Miners like Bitdeer and CleanSpark find such a pivot a natural extension of their existing pivot.
“Mining and AI/HPC workloads require different types of data center infrastructure, but they can leverage the same foundations in power, cooling, and grid interconnections,” Gan explained.
Sudock agreed, adding:
“HPC has significant uptime requirements and is less price sensitive than Bitcoin mining. The balance between these dynamics makes certain segments of the grid and our power portfolio well-tailored to each use case.”
This potential pivot has become a key strategic opportunity and a point of strong debate within the industry.
Matrenitski argued that while both businesses consume much energy, their core business models fundamentally differ.
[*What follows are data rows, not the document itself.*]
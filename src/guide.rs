use serde::{Deserialize, Serialize};
use std::path::Path;

use crate::{
    builders::{FirstColumn, HeaderStyle, TipKind},
    error::ContextError,
    style::Color,
};

/// The audience of a guide.
#[derive(Clone, Copy, Debug, PartialEq, Eq, Hash, Serialize, Deserialize, clap::ValueEnum)]
#[serde(rename_all = "lowercase")]
pub enum GuideKind {
    Admin,
    Collaborator,
}

impl GuideKind {
    pub const ALL: [GuideKind; 2] = [GuideKind::Admin, GuideKind::Collaborator];

    pub fn as_str(&self) -> &'static str {
        match self {
            GuideKind::Admin => "admin",
            GuideKind::Collaborator => "collaborator",
        }
    }
}

#[derive(Clone, Copy, Debug, PartialEq, Eq, Hash, Serialize, Deserialize, clap::ValueEnum)]
#[serde(rename_all = "lowercase")]
pub enum Language {
    En,
    Fr,
    Zh,
}

impl Language {
    pub const ALL: [Language; 3] = [Language::En, Language::Fr, Language::Zh];

    pub fn as_str(&self) -> &'static str {
        match self {
            Language::En => "en",
            Language::Fr => "fr",
            Language::Zh => "zh",
        }
    }

    /// Whether the text of the language needs the CJK face.
    pub fn is_cjk(&self) -> bool {
        *self == Language::Zh
    }
}

/// The text of the cover page.
#[derive(Clone, Debug, PartialEq, Serialize, Deserialize)]
pub struct Cover {
    pub brand: String,
    pub title: String,
    /// Drawn one line under the other.
    pub subtitle: Vec<String>,
    pub version: String,
    pub notice: String,
}

/// The text of the header and footer of every page after the cover.
#[derive(Clone, Debug, PartialEq, Serialize, Deserialize)]
#[serde(rename_all = "camelCase")]
pub struct RunningHeader {
    pub title: String,
    pub version: String,
    pub confidential: String,
    /// Contains `{page}`, replaced by the page number.
    pub page_label: String,
}

impl RunningHeader {
    pub fn page_label(&self, page_number: usize) -> String {
        self.page_label.replace("{page}", &page_number.to_string())
    }
}

/// The labels put in front of the callout texts.
#[derive(Clone, Debug, PartialEq, Serialize, Deserialize)]
pub struct CalloutLabels {
    pub tip: String,
    pub warning: String,
    pub info: String,
}

impl CalloutLabels {
    pub fn label(&self, kind: TipKind) -> &str {
        match kind {
            TipKind::Tip => &self.tip,
            TipKind::Warning => &self.warning,
            TipKind::Info => &self.info,
        }
    }
}

/// One element of the body of a guide, in reading order.
#[derive(Clone, Debug, PartialEq, Serialize, Deserialize)]
#[serde(tag = "type", rename_all = "kebab-case")]
pub enum Block {
    Heading {
        level: u8,
        text: String,
    },
    Paragraph {
        text: String,
    },
    Bullet {
        text: String,
    },
    Spacer {
        height: f32,
    },
    PageBreak,
    Toc {
        /// Pairs of section number and title.
        entries: Vec<(String, String)>,
    },
    Step {
        number: u32,
        title: String,
        #[serde(default, skip_serializing_if = "Option::is_none")]
        description: Option<String>,
    },
    Tip {
        kind: TipKind,
        text: String,
    },
    #[serde(rename_all = "camelCase")]
    Table {
        header: Vec<String>,
        rows: Vec<Vec<String>>,
        #[serde(default, skip_serializing_if = "Option::is_none")]
        column_widths: Option<Vec<f32>>,
    },
    #[serde(rename_all = "camelCase")]
    StatusTable {
        header: Vec<String>,
        rows: Vec<Vec<String>>,
        column_widths: Vec<f32>,
    },
    #[serde(rename_all = "camelCase")]
    ShortcutTable {
        header: Vec<String>,
        rows: Vec<Vec<String>>,
        column_widths: Vec<f32>,
    },
    #[serde(rename_all = "camelCase")]
    ReferenceTable {
        header: Vec<String>,
        rows: Vec<Vec<String>>,
        column_widths: Vec<f32>,
        header_style: HeaderStyle,
        font_size: f32,
        first_column: FirstColumn,
    },
    /// A box in free colors, given as `#RRGGBB`.
    Callout {
        text: String,
        background: String,
        border: String,
    },
    ClosingBox {
        text: String,
    },
}

/// The complete content of one guide in one language.
#[derive(Clone, Debug, PartialEq, Serialize, Deserialize)]
#[serde(rename_all = "camelCase")]
pub struct Guide {
    pub guide: GuideKind,
    pub language: Language,
    /// Name of the generated file, inside the output directory.
    pub file_name: String,
    pub cover: Cover,
    pub header: RunningHeader,
    pub callout_labels: CalloutLabels,
    pub blocks: Vec<Block>,
}

impl Guide {
    /// One of the guides compiled into the binary.
    pub fn embedded(kind: GuideKind, language: Language) -> Result<Self, ContextError> {
        let content = match (kind, language) {
            (GuideKind::Admin, Language::En) => include_str!("../guides/admin-en.json"),
            (GuideKind::Admin, Language::Fr) => include_str!("../guides/admin-fr.json"),
            (GuideKind::Admin, Language::Zh) => include_str!("../guides/admin-zh.json"),
            (GuideKind::Collaborator, Language::En) => include_str!("../guides/collaborator-en.json"),
            (GuideKind::Collaborator, Language::Fr) => include_str!("../guides/collaborator-fr.json"),
            (GuideKind::Collaborator, Language::Zh) => include_str!("../guides/collaborator-zh.json"),
        };
        let guide: Guide = serde_json::from_str(content).map_err(|error| {
            ContextError::with_error(
                format!("Failed to parse the embedded {}-{} guide", kind.as_str(), language.as_str()),
                &error,
            )
            .of_kind(crate::error::ErrorKind::Content)
        })?;
        if guide.guide != kind || guide.language != language {
            return Err(ContextError::content(format!(
                "The embedded {}-{} guide declares itself as {}",
                kind.as_str(),
                language.as_str(),
                guide.key()
            )));
        }
        Ok(guide)
    }

    /// Every guide compiled into the binary, admin guides first.
    pub fn all_embedded() -> Result<Vec<Self>, ContextError> {
        GuideKind::ALL
            .iter()
            .flat_map(|kind| Language::ALL.iter().map(move |language| (*kind, *language)))
            .map(|(kind, language)| Guide::embedded(kind, language))
            .collect()
    }

    /// Reads a guide from a JSON file.
    pub fn from_path(guide_path: &Path) -> Result<Self, ContextError> {
        let content = std::fs::read_to_string(guide_path).map_err(|error| {
            ContextError::io(format!("Failed to read the guide file {:?}", guide_path), &error)
        })?;
        serde_json::from_str(&content).map_err(|error| {
            ContextError::with_error(format!("Failed to parse the guide file {:?}", guide_path), &error)
                .of_kind(crate::error::ErrorKind::Content)
        })
    }

    /// The stable name of the guide, such as `admin-en`.
    pub fn key(&self) -> String {
        format!("{}-{}", self.guide.as_str(), self.language.as_str())
    }

    pub fn toc_entries(&self) -> &[(String, String)] {
        self.blocks
            .iter()
            .find_map(|block| match block {
                Block::Toc { entries } => Some(entries.as_slice()),
                _ => None,
            })
            .unwrap_or(&[])
    }

    /// Checks the shape of the content before anything is laid out: table rows against their
    /// header, column widths against the columns, heading levels and callout colors.
    pub fn validate(&self) -> Result<(), ContextError> {
        for (index, block) in self.blocks.iter().enumerate() {
            let context = |message: String| {
                ContextError::content(format!("Block {} of the {} guide: {}", index, self.key(), message))
            };
            match block {
                Block::Heading { level, .. } if !(1..=3).contains(level) => {
                    return Err(context(format!("the heading level {} is not supported", level)));
                }
                Block::Table {
                    header,
                    rows,
                    column_widths,
                } => check_table(header, rows, column_widths.as_deref()).map_err(context)?,
                Block::StatusTable {
                    header,
                    rows,
                    column_widths,
                }
                | Block::ShortcutTable {
                    header,
                    rows,
                    column_widths,
                }
                | Block::ReferenceTable {
                    header,
                    rows,
                    column_widths,
                    ..
                } => check_table(header, rows, Some(column_widths.as_slice())).map_err(context)?,
                Block::Callout {
                    background, border, ..
                } => {
                    Color::from_hex(background)?;
                    Color::from_hex(border)?;
                }
                Block::Spacer { height } if *height < 0.0 => {
                    return Err(context(format!("the spacer height {} is negative", height)));
                }
                _ => {}
            }
        }
        Ok(())
    }
}

fn check_table(header: &[String], rows: &[Vec<String>], column_widths: Option<&[f32]>) -> Result<(), String> {
    if header.is_empty() {
        return Err("the table has no columns".into());
    }
    if let Some(widths) = column_widths {
        if widths.len() != header.len() {
            return Err(format!(
                "{} column widths are given for {} columns",
                widths.len(),
                header.len()
            ));
        }
    }
    for (row_index, row) in rows.iter().enumerate() {
        if row.len() != header.len() {
            return Err(format!(
                "row {} has {} cells but the header has {}",
                row_index + 1,
                row.len(),
                header.len()
            ));
        }
    }
    Ok(())
}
“HPC and mining are two very different worlds: different hardware, different capex/opex structure, different network demands, and completely different unit economics… Mining relies on ASICs—highly specialized machines—while HPC runs on GPUs, which are inefficient for Bitcoin,” he said.
Owning the computer equipment alone is no longer enough to make a profit.
“If you have true data‑center DNA – networking, cooling, enterprise support – you can sign solid hosting contracts and make it work. But the easy money story is gone. The margins live in delivery and long contracts, not in ‘buy GPUs, profit.’ Many will underestimate how hard that business is,” Matrenitski added.
Fortunately for miners, there are many ways to handle difficult market conditions. The best solution will depend on each company’s business model and leadership.